All of the entries are to be restated word for word.

==== Extracted information

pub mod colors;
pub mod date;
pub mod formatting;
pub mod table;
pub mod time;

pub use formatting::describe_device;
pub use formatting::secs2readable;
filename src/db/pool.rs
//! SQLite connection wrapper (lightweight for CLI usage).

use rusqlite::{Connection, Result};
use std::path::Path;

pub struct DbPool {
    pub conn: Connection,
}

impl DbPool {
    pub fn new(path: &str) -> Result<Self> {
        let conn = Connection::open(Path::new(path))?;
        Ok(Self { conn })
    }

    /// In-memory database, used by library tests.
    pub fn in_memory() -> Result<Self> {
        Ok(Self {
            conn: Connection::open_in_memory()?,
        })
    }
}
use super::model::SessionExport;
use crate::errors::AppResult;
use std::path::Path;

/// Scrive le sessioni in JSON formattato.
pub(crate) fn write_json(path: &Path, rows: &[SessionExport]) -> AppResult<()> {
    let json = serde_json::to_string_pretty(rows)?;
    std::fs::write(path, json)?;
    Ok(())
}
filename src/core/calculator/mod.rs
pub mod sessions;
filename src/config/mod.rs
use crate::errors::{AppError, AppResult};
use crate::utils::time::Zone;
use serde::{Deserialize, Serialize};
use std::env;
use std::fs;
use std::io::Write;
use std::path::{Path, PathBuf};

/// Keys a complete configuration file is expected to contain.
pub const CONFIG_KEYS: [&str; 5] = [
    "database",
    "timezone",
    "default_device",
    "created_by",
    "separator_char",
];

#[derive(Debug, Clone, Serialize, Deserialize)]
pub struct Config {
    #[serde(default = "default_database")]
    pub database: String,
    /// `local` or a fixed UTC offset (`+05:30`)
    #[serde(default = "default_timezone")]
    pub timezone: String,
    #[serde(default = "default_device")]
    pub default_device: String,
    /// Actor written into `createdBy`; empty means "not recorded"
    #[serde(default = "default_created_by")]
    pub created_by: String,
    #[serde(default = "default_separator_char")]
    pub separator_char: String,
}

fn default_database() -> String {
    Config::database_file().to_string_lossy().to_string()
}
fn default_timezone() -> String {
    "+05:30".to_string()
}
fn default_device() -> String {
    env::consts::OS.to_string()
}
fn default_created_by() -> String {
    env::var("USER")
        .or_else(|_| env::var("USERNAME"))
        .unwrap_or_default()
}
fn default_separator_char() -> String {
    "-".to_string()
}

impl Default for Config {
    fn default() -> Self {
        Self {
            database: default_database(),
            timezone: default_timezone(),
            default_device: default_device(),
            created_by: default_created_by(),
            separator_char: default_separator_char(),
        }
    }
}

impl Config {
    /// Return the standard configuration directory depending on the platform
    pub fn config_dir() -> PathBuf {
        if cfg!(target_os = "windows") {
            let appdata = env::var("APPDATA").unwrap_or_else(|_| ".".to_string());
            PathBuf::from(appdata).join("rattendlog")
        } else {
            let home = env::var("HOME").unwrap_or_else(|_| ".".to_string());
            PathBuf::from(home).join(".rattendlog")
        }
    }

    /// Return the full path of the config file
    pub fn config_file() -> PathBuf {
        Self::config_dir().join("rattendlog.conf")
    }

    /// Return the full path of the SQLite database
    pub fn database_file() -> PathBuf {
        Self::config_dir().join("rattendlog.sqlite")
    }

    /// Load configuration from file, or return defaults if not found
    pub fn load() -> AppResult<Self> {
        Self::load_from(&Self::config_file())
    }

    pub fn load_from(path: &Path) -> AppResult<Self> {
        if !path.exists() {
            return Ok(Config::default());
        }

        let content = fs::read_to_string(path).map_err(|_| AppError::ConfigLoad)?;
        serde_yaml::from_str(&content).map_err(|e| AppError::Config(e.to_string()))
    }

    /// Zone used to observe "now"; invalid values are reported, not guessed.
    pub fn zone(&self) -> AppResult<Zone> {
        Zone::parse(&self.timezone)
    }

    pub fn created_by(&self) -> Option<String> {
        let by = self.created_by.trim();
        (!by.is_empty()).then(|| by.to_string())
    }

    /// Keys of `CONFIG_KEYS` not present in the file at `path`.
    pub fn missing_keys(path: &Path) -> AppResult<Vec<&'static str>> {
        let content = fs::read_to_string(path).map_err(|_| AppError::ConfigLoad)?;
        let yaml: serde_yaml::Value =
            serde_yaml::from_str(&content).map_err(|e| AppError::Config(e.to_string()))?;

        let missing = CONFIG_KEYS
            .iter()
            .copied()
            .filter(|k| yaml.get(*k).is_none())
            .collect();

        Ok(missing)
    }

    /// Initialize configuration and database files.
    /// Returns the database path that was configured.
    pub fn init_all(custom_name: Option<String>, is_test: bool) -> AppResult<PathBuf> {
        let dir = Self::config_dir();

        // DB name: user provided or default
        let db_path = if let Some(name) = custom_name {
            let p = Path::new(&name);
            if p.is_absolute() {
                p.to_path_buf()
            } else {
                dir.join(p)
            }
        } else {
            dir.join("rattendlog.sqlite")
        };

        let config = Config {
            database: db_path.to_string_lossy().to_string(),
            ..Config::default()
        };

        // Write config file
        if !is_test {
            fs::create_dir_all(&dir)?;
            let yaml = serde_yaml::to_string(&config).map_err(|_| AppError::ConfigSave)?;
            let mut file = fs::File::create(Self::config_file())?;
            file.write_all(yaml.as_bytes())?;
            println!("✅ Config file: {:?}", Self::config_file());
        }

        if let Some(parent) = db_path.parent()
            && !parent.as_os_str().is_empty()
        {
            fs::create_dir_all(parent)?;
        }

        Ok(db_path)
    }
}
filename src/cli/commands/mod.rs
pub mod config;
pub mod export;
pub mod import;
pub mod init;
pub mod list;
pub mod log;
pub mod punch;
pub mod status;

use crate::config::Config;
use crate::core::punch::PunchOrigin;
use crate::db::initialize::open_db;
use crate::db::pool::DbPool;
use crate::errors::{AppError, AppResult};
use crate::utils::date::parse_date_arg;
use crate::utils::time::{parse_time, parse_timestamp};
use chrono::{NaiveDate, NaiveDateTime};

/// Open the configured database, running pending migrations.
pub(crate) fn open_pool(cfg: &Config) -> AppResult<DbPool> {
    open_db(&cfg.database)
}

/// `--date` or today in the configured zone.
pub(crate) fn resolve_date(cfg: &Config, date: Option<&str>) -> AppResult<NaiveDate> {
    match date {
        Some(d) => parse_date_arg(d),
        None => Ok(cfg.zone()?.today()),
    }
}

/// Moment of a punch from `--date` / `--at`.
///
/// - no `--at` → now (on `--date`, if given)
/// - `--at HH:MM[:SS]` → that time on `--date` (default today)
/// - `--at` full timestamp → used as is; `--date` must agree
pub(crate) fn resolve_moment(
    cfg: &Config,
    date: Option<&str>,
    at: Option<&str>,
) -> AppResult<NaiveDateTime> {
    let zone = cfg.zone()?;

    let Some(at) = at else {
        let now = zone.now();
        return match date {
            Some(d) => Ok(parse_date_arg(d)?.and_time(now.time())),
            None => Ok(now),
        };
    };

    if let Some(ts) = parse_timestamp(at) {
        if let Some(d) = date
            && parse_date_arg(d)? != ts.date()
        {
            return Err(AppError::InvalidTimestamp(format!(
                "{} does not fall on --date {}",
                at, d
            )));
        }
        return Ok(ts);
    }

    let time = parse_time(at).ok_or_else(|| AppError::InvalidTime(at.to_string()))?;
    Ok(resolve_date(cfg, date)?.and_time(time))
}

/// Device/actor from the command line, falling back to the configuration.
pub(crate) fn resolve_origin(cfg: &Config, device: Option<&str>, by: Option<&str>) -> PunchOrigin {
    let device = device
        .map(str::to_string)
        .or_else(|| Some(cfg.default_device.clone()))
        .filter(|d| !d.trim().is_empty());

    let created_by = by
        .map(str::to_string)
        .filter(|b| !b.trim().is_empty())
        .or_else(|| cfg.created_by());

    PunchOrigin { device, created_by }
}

========

Solution to this exercise
pub mod colors;
pub mod date;
pub mod formatting;
pub mod table;
pub mod time;

pub use formatting::describe_device;
pub use formatting::secs2readable;
filename src/db/pool.rs
//! SQLite connection wrapper (lightweight for CLI usage).

use rusqlite::{Connection, Result};
use std::path::Path;

pub struct DbPool {
    pub conn: Connection,
}

impl DbPool {
    pub fn new(path: &str) -> Result<Self> {
        let conn = Connection::open(Path::new(path))?;
        Ok(Self { conn })
    }

    /// In-memory database, used by library tests.
    pub fn in_memory() -> Result<Self> {
        Ok(Self {
            conn: Connection::open_in_memory()?,
        })
    }
}
use super::model::SessionExport;
use crate::errors::AppResult;
use std::path::Path;

/// Scrive le sessioni in JSON formattato.
pub(crate) fn write_json(path: &Path, rows: &[SessionExport]) -> AppResult<()> {
    let json = serde_json::to_string_pretty(rows)?;
    std::fs::write(path, json)?;
    Ok(())
}
filename src/core/calculator/mod.rs
pub mod sessions;
filename src/config/mod.rs
use crate::errors::{AppError, AppResult};
use crate::utils::time::Zone;
use serde::{Deserialize, Serialize};
use std::env;
use std::fs;
use std::io::Write;
use std::path::{Path, PathBuf};

/// Keys a complete configuration file is expected to contain.
pub const CONFIG_KEYS: [&str; 5] = [
    "database",
    "timezone",
    "default_device",
    "created_by",
    "separator_char",
];

#[derive(Debug, Clone, Serialize, Deserialize)]
pub struct Config {
    #[serde(default = "default_database")]
    pub database: String,
    /// `local` or a fixed UTC offset (`+05:30`)
    #[serde(default = "default_timezone")]
    pub timezone: String,
    #[serde(default = "default_device")]
    pub default_device: String,
    /// Actor written into `createdBy`; empty means "not recorded"
    #[serde(default = "default_created_by")]
    pub created_by: String,
    #[serde(default = "default_separator_char")]
    pub separator_char: String,
}

fn default_database() -> String {
    Config::database_file().to_string_lossy().to_string()
}
fn default_timezone() -> String {
    "+05:30".to_string()
}
fn default_device() -> String {
    env::consts::OS.to_string()
}
fn default_created_by() -> String {
    env::var("USER")
        .or_else(|_| env::var("USERNAME"))
        .unwrap_or_default()
}
fn default_separator_char() -> String {
    "-".to_string()
}

impl Default for Config {
    fn default() -> Self {
        Self {
            database: default_database(),
            timezone: default_timezone(),
            default_device: default_device(),
            created_by: default_created_by(),
            separator_char: default_separator_char(),
        }
    }
}

impl Config {
    /// Return the standard configuration directory depending on the platform
    pub fn config_dir() -> PathBuf {
        if cfg!(target_os = "windows") {
            let appdata = env::var("APPDATA").unwrap_or_else(|_| ".".to_string());
            PathBuf::from(appdata).join("rattendlog")
        } else {
            let home = env::var("HOME").unwrap_or_else(|_| ".".to_string());
            PathBuf::from(home).join(".rattendlog")
        }
    }

    /// Return the full path of the config file
    pub fn config_file() -> PathBuf {
        Self::config_dir().join("rattendlog.conf")
    }

    /// Return the full path of the SQLite database
    pub fn database_file() -> PathBuf {
        Self::config_dir().join("rattendlog.sqlite")
    }

    /// Load configuration from file, or return defaults if not found
    pub fn load() -> AppResult<Self> {
        Self::load_from(&Self::config_file())
    }

    pub fn load_from(path: &Path) -> AppResult<Self> {
        if !path.exists() {
            return Ok(Config::default());
        }

        let content = fs::read_to_string(path).map_err(|_| AppError::ConfigLoad)?;
        serde_yaml::from_str(&content).map_err(|e| AppError::Config(e.to_string()))
    }

    /// Zone used to observe "now"; invalid values are reported, not guessed.
    pub fn zone(&self) -> AppResult<Zone> {
        Zone::parse(&self.timezone)
    }

    pub fn created_by(&self) -> Option<String> {
        let by = self.created_by.trim();
        (!by.is_empty()).then(|| by.to_string())
    }

    /// Keys of `CONFIG_KEYS` not present in the file at `path`.
    pub fn missing_keys(path: &Path) -> AppResult<Vec<&'static str>> {
        let content = fs::read_to_string(path).map_err(|_| AppError::ConfigLoad)?;
        let yaml: serde_yaml::Value =
            serde_yaml::from_str(&content).map_err(|e| AppError::Config(e.to_string()))?;

        let missing = CONFIG_KEYS
            .iter()
            .copied()
            .filter(|k| yaml.get(*k).is_none())
            .collect();

        Ok(missing)
    }

    /// Initialize configuration and database files.
    /// Returns the database path that was configured.
    pub fn init_all(custom_name: Option<String>, is_test: bool) -> AppResult<PathBuf> {
        let dir = Self::config_dir();

        // DB name: user provided or default
        let db_path = if let Some(name) = custom_name {
            let p = Path::new(&name);
            if p.is_absolute() {
                p.to_path_buf()
            } else {
                dir.join(p)
            }
        } else {
            dir.join("rattendlog.sqlite")
        };

        let config = Config {
            database: db_path.to_string_lossy().to_string(),
            ..Config::default()
        };

        // Write config file
        if !is_test {
            fs::create_dir_all(&dir)?;
            let yaml = serde_yaml::to_string(&config).map_err(|_| AppError::ConfigSave)?;
            let mut file = fs::File::create(Self::config_file())?;
            file.write_all(yaml.as_bytes())?;
            println!("✅ Config file: {:?}", Self::config_file());
        }

        if let Some(parent) = db_path.parent()
            && !parent.as_os_str().is_empty()
        {
            fs::create_dir_all(parent)?;
        }

        Ok(db_path)
    }
}
filename src/cli/commands/mod.rs
pub mod config;
pub mod export;
pub mod import;
pub mod init;
pub mod list;
pub mod log;
pub mod punch;
pub mod status;

use crate::config::Config;
use crate::core::punch::PunchOrigin;
use crate::db::initialize::open_db;
use crate::db::pool::DbPool;
use crate::errors::{AppError, AppResult};
use crate::utils::date::parse_date_arg;
use crate::utils::time::{parse_time, parse_timestamp};
use chrono::{NaiveDate, NaiveDateTime};

/// Open the configured database, running pending migrations.
pub(crate) fn open_pool(cfg: &Config) -> AppResult<DbPool> {
    open_db(&cfg.database)
}

/// `--date` or today in the configured zone.
pub(crate) fn resolve_date(cfg: &Config, date: Option<&str>) -> AppResult<NaiveDate> {
    match date {
        Some(d) => parse_date_arg(d),
        None => Ok(cfg.zone()?.today()),
    }
}

/// Moment of a punch from `--date` / `--at`.
///
/// - no `--at` → now (on `--date`, if given)
/// - `--at HH:MM[:SS]` → that time on `--date` (default today)
/// - `--at` full timestamp → used as is; `--date` must agree
pub(crate) fn resolve_moment(
    cfg: &Config,
    date: Option<&str>,
    at: Option<&str>,
) -> AppResult<NaiveDateTime> {
    let zone = cfg.zone()?;

    let Some(at) = at else {
        let now = zone.now();
        return match date {
            Some(d) => Ok(parse_date_arg(d)?.and_time(now.time())),
            None => Ok(now),
        };
    };

    if let Some(ts) = parse_timestamp(at) {
        if let Some(d) = date
            && parse_date_arg(d)? != ts.date()
        {
            return Err(AppError::InvalidTimestamp(format!(
                "{} does not fall on --date {}",
                at, d
            )));
        }
        return Ok(ts);
    }

    let time = parse_time(at).ok_or_else(|| AppError::InvalidTime(at.to_string()))?;
    Ok(resolve_date(cfg, date)?.and_time(time))
}

/// Device/actor from the command line, falling back to the configuration.
pub(crate) fn resolve_origin(cfg: &Config, device: Option<&str>, by: Option<&str>) -> PunchOrigin {
    let device = device
        .map(str::to_string)
        .or_else(|| Some(cfg.default_device.clone()))
        .filter(|d| !d.trim().is_empty());

    let created_by = by
        .map(str::to_string)
        .filter(|b| !b.trim().is_empty())
        .or_else(|| cfg.created_by());

    PunchOrigin { device, created_by }
}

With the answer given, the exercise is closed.